[Tutor] Which version of python should i use?
Dave Angel
davea at davea.name
Mon May 20 12:38:45 CEST 2013
On 05/20/2013 05:59 AM, Amal Thomas wrote:
> hi,
> I am a beginner. I am using a unix sytem (ubuntu 12.10). Python 2.7.3
> is installed in my system. I found out that Python has version upto 3.3.2.
Welcome, and thanks for telling us your environment up front.
> Should I update my python version?
No. Your OS has lots of dependencies on that installed Python, and if
you remove that one (eg. replace it), many things will stop working.
HOWEVER, you can install a second Python, of whatever version, and use
that for all your own experimenting and learning. So the question is
which one you should use for learning. My comments at the end.

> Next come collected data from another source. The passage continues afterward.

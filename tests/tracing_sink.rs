#![cfg(feature = "tracing")]

use adaptive_breaker::{CircuitBreaker, ManualClock, TracingSink};
use parking_lot::Mutex;
use std::fmt;
use std::sync::Arc;
use std::time::Duration;
use tracing::field::{Field, Visit};
use tracing::{Event, Level, Subscriber};
use tracing_subscriber::layer::{Context, Layer, SubscriberExt};

const COOLDOWN: Duration = Duration::from_secs(5);

#[derive(Debug, Clone, PartialEq)]
struct Captured {
    level: Level,
    message: String,
    breaker: String,
}

#[derive(Default)]
struct FieldVisitor {
    message: String,
    breaker: String,
}

impl Visit for FieldVisitor {
    fn record_debug(&mut self, field: &Field, value: &dyn fmt::Debug) {
        match field.name() {
            "message" => self.message = format!("{:?}", value),
            "breaker" => self.breaker = format!("{:?}", value),
            _ => {}
        }
    }
}

/// Layer that keeps every event it sees.
#[derive(Clone, Default)]
struct CaptureLayer(Arc<Mutex<Vec<Captured>>>);

impl CaptureLayer {
    fn at(&self, level: Level) -> Vec<String> {
        self.0
            .lock()
            .iter()
            .filter(|event| event.level == level)
            .map(|event| event.message.clone())
            .collect()
    }
}

impl<S: Subscriber> Layer<S> for CaptureLayer {
    fn on_event(&self, event: &Event<'_>, _ctx: Context<'_, S>) {
        let mut visitor = FieldVisitor::default();
        event.record(&mut visitor);
        self.0.lock().push(Captured {
            level: *event.metadata().level(),
            message: visitor.message,
            breaker: visitor.breaker,
        });
    }
}

fn traced_breaker() -> (CircuitBreaker, ManualClock) {
    let clock = ManualClock::new();
    let breaker = CircuitBreaker::builder()
        .threshold(0.5)
        .min_requests(2)
        .cooldown(COOLDOWN)
        .clock(clock.clone())
        .metric_sink(TracingSink::new("inventory"))
        .build()
        .unwrap();
    (breaker, clock)
}

#[test]
fn test_transitions_logged_at_matching_levels() {
    let layer = CaptureLayer::default();
    let subscriber = tracing_subscriber::registry().with(layer.clone());

    tracing::subscriber::with_default(subscriber, || {
        let (breaker, clock) = traced_breaker();

        // Closed -> Open
        clock.advance(COOLDOWN);
        breaker.report(false);
        breaker.report(false);
        assert!(breaker.allow().is_err());

        // Open -> HalfOpen -> Open
        clock.advance(COOLDOWN);
        assert!(breaker.allow().is_ok());
        breaker.report(false);
        breaker.report(false);

        // Open -> HalfOpen -> Closed
        clock.advance(COOLDOWN);
        assert!(breaker.allow().is_ok());
        breaker.report(true);
        breaker.report(true);
    });

    assert_eq!(
        layer.at(Level::WARN),
        vec![
            "breaker opened due to low success rate",
            "breaker reopened due to low success rate",
        ]
    );
    assert_eq!(
        layer.at(Level::INFO),
        vec![
            "breaker admitting probes",
            "breaker admitting probes",
            "breaker closed after successful recovery",
        ]
    );
    assert_eq!(layer.at(Level::DEBUG).len(), 3);
    assert!(layer.at(Level::DEBUG).iter().all(|m| m == "window evaluated"));
    assert_eq!(layer.at(Level::TRACE), vec!["call rejected, circuit open"]);

    assert!(layer.0.lock().iter().all(|event| event.breaker == "inventory"));
}

#[test]
fn test_healthy_evaluation_logs_no_transition() {
    let layer = CaptureLayer::default();
    let subscriber = tracing_subscriber::registry().with(layer.clone());

    tracing::subscriber::with_default(subscriber, || {
        let (breaker, clock) = traced_breaker();
        clock.advance(COOLDOWN);
        breaker.report(true);
        breaker.report(false);
    });

    assert!(layer.at(Level::WARN).is_empty());
    assert!(layer.at(Level::INFO).is_empty());
    assert_eq!(layer.at(Level::DEBUG), vec!["window evaluated"]);
}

> Is the syntaxes of the each version
> different?
>
Yes. Not only syntax but semantics as well. Version 3.0 was
deliberately a breaking update, where many of the painful gotchas in the
language were fixed, even if it meant things were incompatible. There
is a 2to3 utility, but the transition can be painful for large programs.
Which one should you learn on?
#1 --- if you're committed to a particular tutorial, use the version
that matches the tutorial. At your stage, you don't want to have to
convert every example in your head before getting it to work.
#2 --- If you have a particular library or libraries that you plan to
use, and it's only currently available for one version, then use that
version.
#3 --- If neither of the above apply, then use 3.3 or the soon-coming 3.4.
What's different? For a beginner, the most noticeable different is that
the print statement in 2.x was replaced by a print function in 3.x For
really simple cases, that just means slap a parentheses around the
argument(s). But the print statement has syntax for redirecting to a
file, while the print function has a parameter. And the technique for
suppressing the trailing newline is different. Etc.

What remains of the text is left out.